= Aim of the exercise =
Return each line below holding the string "rejected".
Records for the task Block Start
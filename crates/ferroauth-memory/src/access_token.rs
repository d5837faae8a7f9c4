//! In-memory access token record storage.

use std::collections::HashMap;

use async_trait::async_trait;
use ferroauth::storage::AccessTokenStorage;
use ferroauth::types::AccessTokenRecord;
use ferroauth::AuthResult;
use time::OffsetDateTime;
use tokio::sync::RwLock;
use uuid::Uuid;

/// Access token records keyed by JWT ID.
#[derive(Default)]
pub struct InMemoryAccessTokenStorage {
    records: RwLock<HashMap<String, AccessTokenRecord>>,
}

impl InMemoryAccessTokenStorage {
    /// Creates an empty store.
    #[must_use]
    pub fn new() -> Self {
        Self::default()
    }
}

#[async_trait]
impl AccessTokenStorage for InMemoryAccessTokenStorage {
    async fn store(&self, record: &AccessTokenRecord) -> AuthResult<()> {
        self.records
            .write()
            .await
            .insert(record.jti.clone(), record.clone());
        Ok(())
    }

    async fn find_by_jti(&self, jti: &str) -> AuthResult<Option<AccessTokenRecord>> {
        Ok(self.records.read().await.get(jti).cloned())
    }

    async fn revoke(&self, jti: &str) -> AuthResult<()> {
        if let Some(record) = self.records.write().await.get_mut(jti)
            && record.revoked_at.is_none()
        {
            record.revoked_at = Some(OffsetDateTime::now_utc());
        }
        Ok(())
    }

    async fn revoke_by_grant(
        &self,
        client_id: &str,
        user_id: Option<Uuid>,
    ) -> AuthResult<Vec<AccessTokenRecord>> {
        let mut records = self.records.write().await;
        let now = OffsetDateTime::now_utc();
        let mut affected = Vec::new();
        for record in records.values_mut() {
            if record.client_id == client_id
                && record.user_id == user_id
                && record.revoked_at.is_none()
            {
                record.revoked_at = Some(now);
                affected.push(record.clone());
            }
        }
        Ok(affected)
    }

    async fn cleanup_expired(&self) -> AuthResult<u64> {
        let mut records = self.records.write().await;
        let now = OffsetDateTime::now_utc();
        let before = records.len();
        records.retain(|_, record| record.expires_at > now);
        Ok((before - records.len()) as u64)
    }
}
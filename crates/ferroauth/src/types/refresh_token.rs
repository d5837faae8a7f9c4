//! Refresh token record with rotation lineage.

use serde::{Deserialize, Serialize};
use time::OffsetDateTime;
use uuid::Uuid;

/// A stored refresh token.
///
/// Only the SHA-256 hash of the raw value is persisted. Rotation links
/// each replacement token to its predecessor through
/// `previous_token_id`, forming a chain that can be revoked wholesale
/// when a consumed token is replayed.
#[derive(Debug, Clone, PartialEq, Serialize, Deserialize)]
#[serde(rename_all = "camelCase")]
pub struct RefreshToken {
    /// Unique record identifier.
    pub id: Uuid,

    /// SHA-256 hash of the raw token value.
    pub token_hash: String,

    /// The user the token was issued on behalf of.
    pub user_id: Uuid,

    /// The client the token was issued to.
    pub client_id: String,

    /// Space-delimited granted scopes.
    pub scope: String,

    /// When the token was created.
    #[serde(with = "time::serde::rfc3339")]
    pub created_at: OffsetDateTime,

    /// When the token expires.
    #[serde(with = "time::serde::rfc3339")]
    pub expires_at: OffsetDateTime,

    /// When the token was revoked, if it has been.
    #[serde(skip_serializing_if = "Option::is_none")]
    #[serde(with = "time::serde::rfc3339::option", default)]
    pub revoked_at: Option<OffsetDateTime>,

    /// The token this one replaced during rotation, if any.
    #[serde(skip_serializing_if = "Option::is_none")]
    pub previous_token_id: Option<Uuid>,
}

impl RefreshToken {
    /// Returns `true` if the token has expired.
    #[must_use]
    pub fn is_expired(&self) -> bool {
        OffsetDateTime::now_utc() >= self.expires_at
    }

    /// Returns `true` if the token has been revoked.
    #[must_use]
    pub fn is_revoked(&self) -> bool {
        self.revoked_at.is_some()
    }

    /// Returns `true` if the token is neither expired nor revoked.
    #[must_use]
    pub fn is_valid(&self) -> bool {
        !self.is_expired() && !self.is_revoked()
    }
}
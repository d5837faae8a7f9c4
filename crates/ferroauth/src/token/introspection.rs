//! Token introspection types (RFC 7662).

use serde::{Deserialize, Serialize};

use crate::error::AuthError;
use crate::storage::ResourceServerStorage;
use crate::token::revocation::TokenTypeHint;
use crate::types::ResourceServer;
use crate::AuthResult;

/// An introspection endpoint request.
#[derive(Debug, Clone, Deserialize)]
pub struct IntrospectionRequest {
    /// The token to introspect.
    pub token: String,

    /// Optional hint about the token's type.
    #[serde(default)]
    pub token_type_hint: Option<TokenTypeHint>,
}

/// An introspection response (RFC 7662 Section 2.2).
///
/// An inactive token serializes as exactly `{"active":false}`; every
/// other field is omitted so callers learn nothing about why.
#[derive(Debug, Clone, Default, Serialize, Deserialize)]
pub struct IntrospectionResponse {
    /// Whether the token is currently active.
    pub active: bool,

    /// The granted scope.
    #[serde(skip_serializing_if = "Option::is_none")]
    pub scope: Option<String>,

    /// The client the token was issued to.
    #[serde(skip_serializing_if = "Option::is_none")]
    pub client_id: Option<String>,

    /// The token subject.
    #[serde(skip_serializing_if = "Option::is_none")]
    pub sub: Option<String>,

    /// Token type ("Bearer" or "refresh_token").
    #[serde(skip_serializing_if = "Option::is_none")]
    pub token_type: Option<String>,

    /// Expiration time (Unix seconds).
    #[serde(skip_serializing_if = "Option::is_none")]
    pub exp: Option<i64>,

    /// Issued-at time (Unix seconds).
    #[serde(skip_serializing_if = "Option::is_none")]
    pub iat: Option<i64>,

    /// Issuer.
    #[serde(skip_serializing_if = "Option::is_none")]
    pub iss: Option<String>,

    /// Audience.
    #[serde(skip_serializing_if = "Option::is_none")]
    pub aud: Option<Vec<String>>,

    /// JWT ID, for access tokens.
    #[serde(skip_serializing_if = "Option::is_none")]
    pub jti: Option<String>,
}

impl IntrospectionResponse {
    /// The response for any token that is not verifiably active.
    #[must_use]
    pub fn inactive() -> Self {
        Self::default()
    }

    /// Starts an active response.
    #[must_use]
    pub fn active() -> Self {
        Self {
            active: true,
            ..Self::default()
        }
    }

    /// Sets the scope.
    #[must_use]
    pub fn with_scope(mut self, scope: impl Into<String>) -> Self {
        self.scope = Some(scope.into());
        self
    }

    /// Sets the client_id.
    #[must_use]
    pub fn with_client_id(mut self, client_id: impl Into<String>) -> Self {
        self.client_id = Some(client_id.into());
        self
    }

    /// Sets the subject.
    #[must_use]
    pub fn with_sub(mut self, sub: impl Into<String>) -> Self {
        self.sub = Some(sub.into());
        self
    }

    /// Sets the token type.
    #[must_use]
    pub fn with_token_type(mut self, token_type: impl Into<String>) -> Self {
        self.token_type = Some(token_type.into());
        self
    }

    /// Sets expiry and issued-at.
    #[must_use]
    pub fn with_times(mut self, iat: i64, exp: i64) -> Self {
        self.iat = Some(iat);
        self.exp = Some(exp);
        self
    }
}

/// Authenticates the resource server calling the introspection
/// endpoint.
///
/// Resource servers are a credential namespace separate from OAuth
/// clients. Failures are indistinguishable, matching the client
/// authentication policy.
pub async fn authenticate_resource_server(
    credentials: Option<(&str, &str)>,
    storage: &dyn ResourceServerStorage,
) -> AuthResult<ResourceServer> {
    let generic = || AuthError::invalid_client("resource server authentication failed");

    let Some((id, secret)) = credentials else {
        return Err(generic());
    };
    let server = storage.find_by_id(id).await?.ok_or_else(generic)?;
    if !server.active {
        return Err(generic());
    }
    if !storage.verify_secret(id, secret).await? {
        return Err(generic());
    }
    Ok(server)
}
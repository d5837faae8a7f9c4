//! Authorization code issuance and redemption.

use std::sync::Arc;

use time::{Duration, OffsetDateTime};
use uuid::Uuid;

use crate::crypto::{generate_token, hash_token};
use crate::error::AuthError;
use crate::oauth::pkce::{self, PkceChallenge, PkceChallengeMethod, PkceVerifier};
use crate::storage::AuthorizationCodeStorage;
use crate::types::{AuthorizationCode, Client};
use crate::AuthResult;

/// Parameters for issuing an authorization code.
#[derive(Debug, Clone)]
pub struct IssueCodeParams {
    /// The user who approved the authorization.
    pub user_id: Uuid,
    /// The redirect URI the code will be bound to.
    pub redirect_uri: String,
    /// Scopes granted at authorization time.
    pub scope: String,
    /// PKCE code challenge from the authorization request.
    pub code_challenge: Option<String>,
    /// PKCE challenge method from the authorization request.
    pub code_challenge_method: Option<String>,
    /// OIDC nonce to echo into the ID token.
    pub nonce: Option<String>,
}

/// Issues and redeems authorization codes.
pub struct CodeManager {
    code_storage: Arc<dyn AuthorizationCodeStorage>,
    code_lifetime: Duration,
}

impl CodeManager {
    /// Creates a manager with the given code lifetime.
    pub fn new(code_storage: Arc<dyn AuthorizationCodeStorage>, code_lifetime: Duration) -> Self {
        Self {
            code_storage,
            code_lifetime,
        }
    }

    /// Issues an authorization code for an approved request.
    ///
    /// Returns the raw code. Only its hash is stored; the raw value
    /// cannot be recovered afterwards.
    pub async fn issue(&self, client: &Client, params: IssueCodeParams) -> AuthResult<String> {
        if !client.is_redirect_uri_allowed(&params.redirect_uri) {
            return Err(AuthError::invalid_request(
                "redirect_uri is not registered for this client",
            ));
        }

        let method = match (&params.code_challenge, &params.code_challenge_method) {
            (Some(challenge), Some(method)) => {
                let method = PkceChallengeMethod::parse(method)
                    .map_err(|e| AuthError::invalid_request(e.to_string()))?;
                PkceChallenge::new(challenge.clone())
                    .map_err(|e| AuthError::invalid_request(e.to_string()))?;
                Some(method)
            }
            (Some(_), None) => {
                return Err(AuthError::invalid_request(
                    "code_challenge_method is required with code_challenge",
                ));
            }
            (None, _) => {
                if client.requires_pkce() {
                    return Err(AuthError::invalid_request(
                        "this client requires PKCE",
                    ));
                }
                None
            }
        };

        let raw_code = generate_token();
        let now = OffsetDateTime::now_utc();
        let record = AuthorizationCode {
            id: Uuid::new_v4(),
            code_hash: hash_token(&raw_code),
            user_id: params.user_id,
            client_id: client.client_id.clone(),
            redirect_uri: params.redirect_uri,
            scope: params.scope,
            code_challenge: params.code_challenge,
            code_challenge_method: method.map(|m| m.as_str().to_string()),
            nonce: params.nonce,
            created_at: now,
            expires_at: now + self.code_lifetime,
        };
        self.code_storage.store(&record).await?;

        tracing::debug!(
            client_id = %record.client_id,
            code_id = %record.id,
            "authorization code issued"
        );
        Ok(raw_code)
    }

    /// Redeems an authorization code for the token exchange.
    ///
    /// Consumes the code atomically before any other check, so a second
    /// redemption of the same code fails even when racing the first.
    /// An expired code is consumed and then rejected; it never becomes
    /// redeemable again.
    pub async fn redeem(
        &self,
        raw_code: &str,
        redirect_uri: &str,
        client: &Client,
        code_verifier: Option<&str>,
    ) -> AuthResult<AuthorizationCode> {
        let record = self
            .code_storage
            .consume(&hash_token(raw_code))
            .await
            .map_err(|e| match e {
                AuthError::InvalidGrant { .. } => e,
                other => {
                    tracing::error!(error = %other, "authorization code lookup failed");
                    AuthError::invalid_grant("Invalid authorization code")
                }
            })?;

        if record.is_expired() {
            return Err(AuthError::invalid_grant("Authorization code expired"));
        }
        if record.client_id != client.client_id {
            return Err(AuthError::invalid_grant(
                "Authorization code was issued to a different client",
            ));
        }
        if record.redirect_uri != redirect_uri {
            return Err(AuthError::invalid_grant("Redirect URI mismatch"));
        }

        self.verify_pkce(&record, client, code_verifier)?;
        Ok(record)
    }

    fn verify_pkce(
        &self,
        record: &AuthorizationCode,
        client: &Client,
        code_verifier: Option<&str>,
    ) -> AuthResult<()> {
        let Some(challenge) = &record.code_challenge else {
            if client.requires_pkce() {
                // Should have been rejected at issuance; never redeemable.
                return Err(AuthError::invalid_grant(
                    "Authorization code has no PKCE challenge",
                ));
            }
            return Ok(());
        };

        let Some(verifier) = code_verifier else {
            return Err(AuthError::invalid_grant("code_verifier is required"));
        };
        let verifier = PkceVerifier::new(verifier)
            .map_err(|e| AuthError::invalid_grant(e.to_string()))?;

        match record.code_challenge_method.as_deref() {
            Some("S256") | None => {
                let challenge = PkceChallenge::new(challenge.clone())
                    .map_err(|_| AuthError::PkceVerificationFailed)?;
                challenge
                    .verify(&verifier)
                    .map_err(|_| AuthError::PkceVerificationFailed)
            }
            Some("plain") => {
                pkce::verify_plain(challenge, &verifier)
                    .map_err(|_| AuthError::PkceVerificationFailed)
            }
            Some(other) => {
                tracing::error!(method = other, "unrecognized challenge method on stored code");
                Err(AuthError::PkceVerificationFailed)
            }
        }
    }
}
Records for the task Block End
= Exercise result =
    /// An expired code is consumed and then rejected; it never becomes
                // Should have been rejected at issuance; never redeemable.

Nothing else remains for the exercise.